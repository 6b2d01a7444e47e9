//! Settings loading with deep merge and environment variable overrides.
//!
//! Loading flow:
//! 1. Start with compiled [`WardenSettings::default()`]
//! 2. If `~/.warden/settings.json` exists, deep-merge user values over defaults
//! 3. Apply environment variable overrides (highest priority)
//!
//! Deep merge rules:
//! - Objects are merged recursively (source overrides target per-key)
//! - Arrays and primitives are replaced entirely by source
//! - Null values in source are skipped (preserving target)

use std::path::{Path, PathBuf};

use serde_json::Value;
use tracing::debug;

use crate::errors::Result;
use crate::types::WardenSettings;

/// Resolve the path to the settings file (`~/.warden/settings.json`).
pub fn settings_path() -> PathBuf {
    let home = std::env::var("HOME").unwrap_or_else(|_| "/tmp".to_string());
    PathBuf::from(home).join(".warden").join("settings.json")
}

/// Load settings from the default path with env var overrides.
pub fn load_settings() -> Result<WardenSettings> {
    load_settings_from_path(&settings_path())
}

/// Load settings from a specific path with env var overrides.
///
/// If the file does not exist, returns defaults. If the file contains
/// invalid JSON, returns an error.
pub fn load_settings_from_path(path: &Path) -> Result<WardenSettings> {
    let defaults = serde_json::to_value(WardenSettings::default())?;

    let merged = if path.exists() {
        debug!(?path, "loading settings from file");
        let content = std::fs::read_to_string(path)?;
        let user: Value = serde_json::from_str(&content)?;
        deep_merge(defaults, user)
    } else {
        debug!(?path, "settings file not found, using defaults");
        defaults
    };

    let mut settings: WardenSettings = serde_json::from_value(merged)?;
    apply_env_overrides(&mut settings);
    settings.validate();
    Ok(settings)
}

/// Recursive deep merge of two JSON values.
///
/// - Objects are merged recursively (source overrides target per-key)
/// - Arrays and primitives are replaced entirely by source
/// - Null values in source are skipped (preserving target)
pub fn deep_merge(target: Value, source: Value) -> Value {
    match (target, source) {
        (Value::Object(mut target_map), Value::Object(source_map)) => {
            for (key, source_val) in source_map {
                if source_val.is_null() {
                    continue;
                }
                let merged = if let Some(target_val) = target_map.remove(&key) {
                    deep_merge(target_val, source_val)
                } else {
                    source_val
                };
                let _ = target_map.insert(key, merged);
            }
            Value::Object(target_map)
        }
        (_, source) => source,
    }
}

/// Apply environment variable overrides to loaded settings.
///
/// Each env var has strict parsing rules: integers must be valid and within
/// the specified range. Invalid values are silently ignored (fall back to
/// file/default).
pub fn apply_env_overrides(settings: &mut WardenSettings) {
    if let Some(v) = read_env_u32("WARDEN_MAX_ACTIVE_REQUESTS", 1, 100_000) {
        settings.limits.max_active_requests = v;
    }
    if let Some(v) = read_env_u32("WARDEN_MAX_MODEL_INVOCATIONS", 1, 100_000) {
        settings.limits.max_model_invocations = v;
    }
    if let Some(v) = read_env_u64("WARDEN_DEFAULT_MAX_WAIT_MS", 0, 3_600_000) {
        settings.admission.default_max_wait_ms = v;
    }
    if let Some(v) = read_env_u64("WARDEN_POLL_INTERVAL_MS", 1, 60_000) {
        settings.admission.default_poll_interval_ms = v;
    }
    if let Some(v) = read_env_string("WARDEN_LOG_LEVEL") {
        settings.logging.level = v;
    }
}

// ── Pure parsing functions (testable without env vars) ──────────────────────

/// Parse a string as a `u32` within a range.
pub fn parse_u32_range(val: &str, min: u32, max: u32) -> Option<u32> {
    let n: u32 = val.parse().ok()?;
    (n >= min && n <= max).then_some(n)
}

/// Parse a string as a `u64` within a range.
pub fn parse_u64_range(val: &str, min: u64, max: u64) -> Option<u64> {
    let n: u64 = val.parse().ok()?;
    (n >= min && n <= max).then_some(n)
}

// ── Env var readers (thin wrappers) ─────────────────────────────────────────

fn read_env_string(name: &str) -> Option<String> {
    std::env::var(name).ok().filter(|v| !v.is_empty())
}

fn read_env_u32(name: &str, min: u32, max: u32) -> Option<u32> {
    let val = std::env::var(name).ok()?;
    let result = parse_u32_range(&val, min, max);
    if result.is_none() {
        tracing::warn!(key = name, value = %val, "invalid u32 env var, ignoring");
    }
    result
}

fn read_env_u64(name: &str, min: u64, max: u64) -> Option<u64> {
    let val = std::env::var(name).ok()?;
    let result = parse_u64_range(&val, min, max);
    if result.is_none() {
        tracing::warn!(key = name, value = %val, "invalid u64 env var, ignoring");
    }
    result
}

// ─────────────────────────────────────────────────────────────────────────────
// Tests
// ─────────────────────────────────────────────────────────────────────────────
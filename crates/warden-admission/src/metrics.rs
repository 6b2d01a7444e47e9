//! Metric name constants to avoid typos across call sites.

/// Reserved slots per dimension (gauge, labels: dimension).
pub const ADMISSION_RESERVED_SLOTS: &str = "admission_reserved_slots";
/// Active slots per dimension (gauge, labels: dimension).
pub const ADMISSION_ACTIVE_SLOTS: &str = "admission_active_slots";
/// Admission decisions total (counter, labels: outcome).
pub const ADMISSION_DECISIONS_TOTAL: &str = "admission_decisions_total";
/// Time spent waiting for capacity before a grant (histogram, seconds).
pub const ADMISSION_WAIT_SECONDS: &str = "admission_wait_seconds";
//! Lease — caller-held two-phase capacity handle.

use std::sync::Arc;

use parking_lot::Mutex;
use tracing::debug;
use warden_core::{LeaseId, ResourceBundle};

use crate::ledger::{CapacityLedger, HeldState, ReservationToken};

/// Lease lifecycle states. There is no transition back to `Reserved`.
#[derive(Clone, Copy, Debug, PartialEq, Eq)]
pub enum LeaseState {
    /// Capacity claimed but not yet confirmed as active.
    Reserved,
    /// Capacity confirmed in-use.
    Consumed,
    /// Capacity returned to the ledger.
    Released,
}

/// Caller-held handle over a granted reservation.
///
/// `consume()` moves the bundle from *reserved* to *active* accounting;
/// `release()` frees whichever counter currently holds it. Both are
/// idempotent and never fail: misuse (double-consume, consume after
/// release) degrades to a no-op.
///
/// There is no `Drop` finalizer: a lease abandoned without `release()` is a
/// caller bug. Acquire, use, and release on every exit path, including
/// error paths.
#[derive(Debug)]
pub struct Lease {
    id: LeaseId,
    token: ReservationToken,
    ledger: Arc<CapacityLedger>,
    state: Mutex<LeaseState>,
}

impl Lease {
    pub(crate) fn new(token: ReservationToken, ledger: Arc<CapacityLedger>) -> Self {
        Self {
            id: LeaseId::new(),
            token,
            ledger,
            state: Mutex::new(LeaseState::Reserved),
        }
    }

    /// Unique identifier for this lease.
    pub fn id(&self) -> &LeaseId {
        &self.id
    }

    /// The amounts this lease holds.
    pub fn bundle(&self) -> &ResourceBundle {
        self.token.bundle()
    }

    /// Current lifecycle state.
    pub fn state(&self) -> LeaseState {
        *self.state.lock()
    }

    /// Confirm the reserved capacity as active.
    ///
    /// Idempotent: calling twice, or after `release()`, has no additional
    /// effect.
    pub fn consume(&self) {
        let mut state = self.state.lock();
        match *state {
            LeaseState::Reserved => {
                self.ledger.commit(&self.token);
                *state = LeaseState::Consumed;
                debug!(lease_id = %self.id, "lease consumed");
            }
            LeaseState::Consumed | LeaseState::Released => {
                debug!(lease_id = %self.id, state = ?*state, "consume ignored");
            }
        }
    }

    /// Return this lease's capacity to the ledger.
    ///
    /// Frees *active* counts if consumed, *reserved* counts otherwise.
    /// Idempotent: a second call is a no-op, never a double-free.
    pub fn release(&self) {
        let mut state = self.state.lock();
        match *state {
            LeaseState::Reserved => {
                self.ledger.free(&self.token, HeldState::Reserved);
                *state = LeaseState::Released;
                debug!(lease_id = %self.id, "lease released from reserved");
            }
            LeaseState::Consumed => {
                self.ledger.free(&self.token, HeldState::Active);
                *state = LeaseState::Released;
                debug!(lease_id = %self.id, "lease released from active");
            }
            LeaseState::Released => {
                debug!(lease_id = %self.id, "release ignored, already released");
            }
        }
    }
}

#[cfg(test)]
mod tests {
    use super::*;
    use crate::ledger::RuntimeLimits;

    fn grant(ledger: &Arc<CapacityLedger>, bundle: ResourceBundle) -> Lease {
        let token = ledger.try_reserve(&bundle).unwrap();
        Lease::new(token, Arc::clone(ledger))
    }

    fn ledger() -> Arc<CapacityLedger> {
        Arc::new(CapacityLedger::new(RuntimeLimits::new(5, 3)))
    }

    #[test]
    fn new_lease_is_reserved() {
        let ledger = ledger();
        let lease = grant(&ledger, ResourceBundle::new(1, 1));
        assert_eq!(lease.state(), LeaseState::Reserved);
        assert_eq!(ledger.snapshot().reserved_orchestrations, 1);
        assert_eq!(ledger.snapshot().active_orchestrations, 0);
    }

    #[test]
    fn consume_moves_counts_to_active() {
        let ledger = ledger();
        let lease = grant(&ledger, ResourceBundle::new(2, 1));
        lease.consume();

        assert_eq!(lease.state(), LeaseState::Consumed);
        let snap = ledger.snapshot();
        assert_eq!(snap.reserved_orchestrations, 0);
        assert_eq!(snap.active_orchestrations, 2);
        assert_eq!(snap.active_model_invocations, 1);
    }

    #[test]
    fn consume_twice_is_a_no_op() {
        let ledger = ledger();
        let lease = grant(&ledger, ResourceBundle::new(2, 0));
        lease.consume();
        lease.consume();

        let snap = ledger.snapshot();
        assert_eq!(snap.active_orchestrations, 2);
        assert_eq!(snap.reserved_orchestrations, 0);
    }

    #[test]
    fn release_from_reserved_restores_baseline() {
        let ledger = ledger();
        let lease = grant(&ledger, ResourceBundle::new(2, 1));
        lease.release();

        assert_eq!(lease.state(), LeaseState::Released);
        assert!(ledger.snapshot().is_idle());
    }

    #[test]
    fn release_from_consumed_restores_baseline() {
        let ledger = ledger();
        let lease = grant(&ledger, ResourceBundle::new(2, 1));
        lease.consume();
        lease.release();

        assert_eq!(lease.state(), LeaseState::Released);
        assert!(ledger.snapshot().is_idle());
    }

    #[test]
    fn release_twice_never_double_frees() {
        let ledger = ledger();
        let other = grant(&ledger, ResourceBundle::new(1, 0));
        let lease = grant(&ledger, ResourceBundle::new(2, 0));
        lease.consume();
        lease.release();
        lease.release();

        // Only `other`'s reservation remains; double release must not have
        // subtracted it.
        let snap = ledger.snapshot();
        assert_eq!(snap.reserved_orchestrations, 1);
        assert_eq!(snap.active_orchestrations, 0);
        drop(other);
    }

    #[test]
    fn consume_after_release_is_ignored() {
        let ledger = ledger();
        let lease = grant(&ledger, ResourceBundle::new(1, 0));
        lease.release();
        lease.consume();

        assert_eq!(lease.state(), LeaseState::Released);
        assert!(ledger.snapshot().is_idle());
    }

    #[test]
    fn lease_ids_are_unique() {
        let ledger = ledger();
        let a = grant(&ledger, ResourceBundle::new(1, 0));
        let b = grant(&ledger, ResourceBundle::new(1, 0));
        assert_ne!(a.id(), b.id());
    }
}
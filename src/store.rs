//! Collaborator seams: template lookup, blob storage, job persistence.
//!
//! The pipeline depends only on these traits, never on a concrete client.
//! Hosts inject their database- and object-store-backed implementations;
//! tests (and small embedders) use the [`memory`] implementations. Held as
//! `Arc<dyn …>` so one set of collaborators serves all concurrent requests.

use crate::model::{MergeJob, Template};
use async_trait::async_trait;
use thiserror::Error;

/// Failure inside a collaborator. The pipeline wraps these into the
/// appropriate [`crate::error::MergeError`] variant at each call site.
#[derive(Debug, Error)]
#[error("{0}")]
pub struct StoreError(pub String);

/// Template metadata lookup by identity.
#[async_trait]
pub trait TemplateStore: Send + Sync {
    /// Returns `Ok(None)` when no template exists under `id`.
    async fn find(&self, id: &str) -> Result<Option<Template>, StoreError>;
}

/// Raw byte storage for template files and merged outputs.
#[async_trait]
pub trait BlobStore: Send + Sync {
    /// Fetch the raw bytes stored under `name`.
    async fn fetch(&self, name: &str) -> Result<Vec<u8>, StoreError>;

    /// Store `bytes` under `name`, returning the resolved location
    /// (a key, path, or URL — opaque to the pipeline).
    async fn store(&self, name: &str, bytes: &[u8]) -> Result<String, StoreError>;
}

/// Persistence for merge job records.
#[async_trait]
pub trait JobRepository: Send + Sync {
    /// Persist one job record, returning an opaque job identifier.
    async fn create(&self, job: &MergeJob) -> Result<String, StoreError>;
}

/// In-memory collaborator implementations.
///
/// Used by the e2e tests and handy for embedders that don't need durable
/// storage. All three are cheap to clone via `Arc` and safe under
/// concurrent merges.
pub mod memory {
    use super::*;
    use std::collections::HashMap;
    use std::sync::atomic::{AtomicU64, Ordering};
    use std::sync::RwLock;

    /// [`TemplateStore`] backed by a `HashMap`.
    #[derive(Default)]
    pub struct InMemoryTemplateStore {
        templates: RwLock<HashMap<String, Template>>,
    }

    impl InMemoryTemplateStore {
        pub fn new() -> Self {
            Self::default()
        }

        pub fn insert(&self, template: Template) {
            self.templates
                .write()
                .expect("template lock poisoned")
                .insert(template.id.clone(), template);
        }
    }

    #[async_trait]
    impl TemplateStore for InMemoryTemplateStore {
        async fn find(&self, id: &str) -> Result<Option<Template>, StoreError> {
            Ok(self
                .templates
                .read()
                .expect("template lock poisoned")
                .get(id)
                .cloned())
        }
    }

    /// [`BlobStore`] backed by a `HashMap<String, Vec<u8>>`.
    #[derive(Default)]
    pub struct InMemoryBlobStore {
        objects: RwLock<HashMap<String, Vec<u8>>>,
    }

    impl InMemoryBlobStore {
        pub fn new() -> Self {
            Self::default()
        }

        pub fn insert(&self, name: impl Into<String>, bytes: Vec<u8>) {
            self.objects
                .write()
                .expect("blob lock poisoned")
                .insert(name.into(), bytes);
        }

        /// Read back a stored object (test inspection).
        pub fn get(&self, name: &str) -> Option<Vec<u8>> {
            self.objects
                .read()
                .expect("blob lock poisoned")
                .get(name)
                .cloned()
        }

        pub fn len(&self) -> usize {
            self.objects.read().expect("blob lock poisoned").len()
        }

        pub fn is_empty(&self) -> bool {
            self.len() == 0
        }
    }

    #[async_trait]
    impl BlobStore for InMemoryBlobStore {
        async fn fetch(&self, name: &str) -> Result<Vec<u8>, StoreError> {
            self.objects
                .read()
                .expect("blob lock poisoned")
                .get(name)
                .cloned()
                .ok_or_else(|| StoreError(format!("no blob stored under '{name}'")))
        }

        async fn store(&self, name: &str, bytes: &[u8]) -> Result<String, StoreError> {
            self.objects
                .write()
                .expect("blob lock poisoned")
                .insert(name.to_string(), bytes.to_vec());
            Ok(name.to_string())
        }
    }

    /// [`JobRepository`] that appends to a vector and hands out sequential ids.
    #[derive(Default)]
    pub struct InMemoryJobRepository {
        jobs: RwLock<Vec<(String, MergeJob)>>,
        next_id: AtomicU64,
    }

    impl InMemoryJobRepository {
        pub fn new() -> Self {
            Self::default()
        }

        /// All persisted jobs, in creation order (test inspection).
        pub fn jobs(&self) -> Vec<(String, MergeJob)> {
            self.jobs.read().expect("job lock poisoned").clone()
        }

        pub fn len(&self) -> usize {
            self.jobs.read().expect("job lock poisoned").len()
        }

        pub fn is_empty(&self) -> bool {
            self.len() == 0
        }
    }

    #[async_trait]
    impl JobRepository for InMemoryJobRepository {
        async fn create(&self, job: &MergeJob) -> Result<String, StoreError> {
            let id = format!("job-{}", self.next_id.fetch_add(1, Ordering::SeqCst) + 1);
            self.jobs
                .write()
                .expect("job lock poisoned")
                .push((id.clone(), job.clone()));
            Ok(id)
        }
    }
}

..........

Task requirements = Which of the lines above include the string "WardenSettings"? Pick them out and copy them.

Reply to the task =
//! 1. Start with compiled [`WardenSettings::default()`]
use crate::types::WardenSettings;
pub fn load_settings() -> Result<WardenSettings> {
pub fn load_settings_from_path(path: &Path) -> Result<WardenSettings> {
    let defaults = serde_json::to_value(WardenSettings::default())?;
    let mut settings: WardenSettings = serde_json::from_value(merged)?;
pub fn apply_env_overrides(settings: &mut WardenSettings) {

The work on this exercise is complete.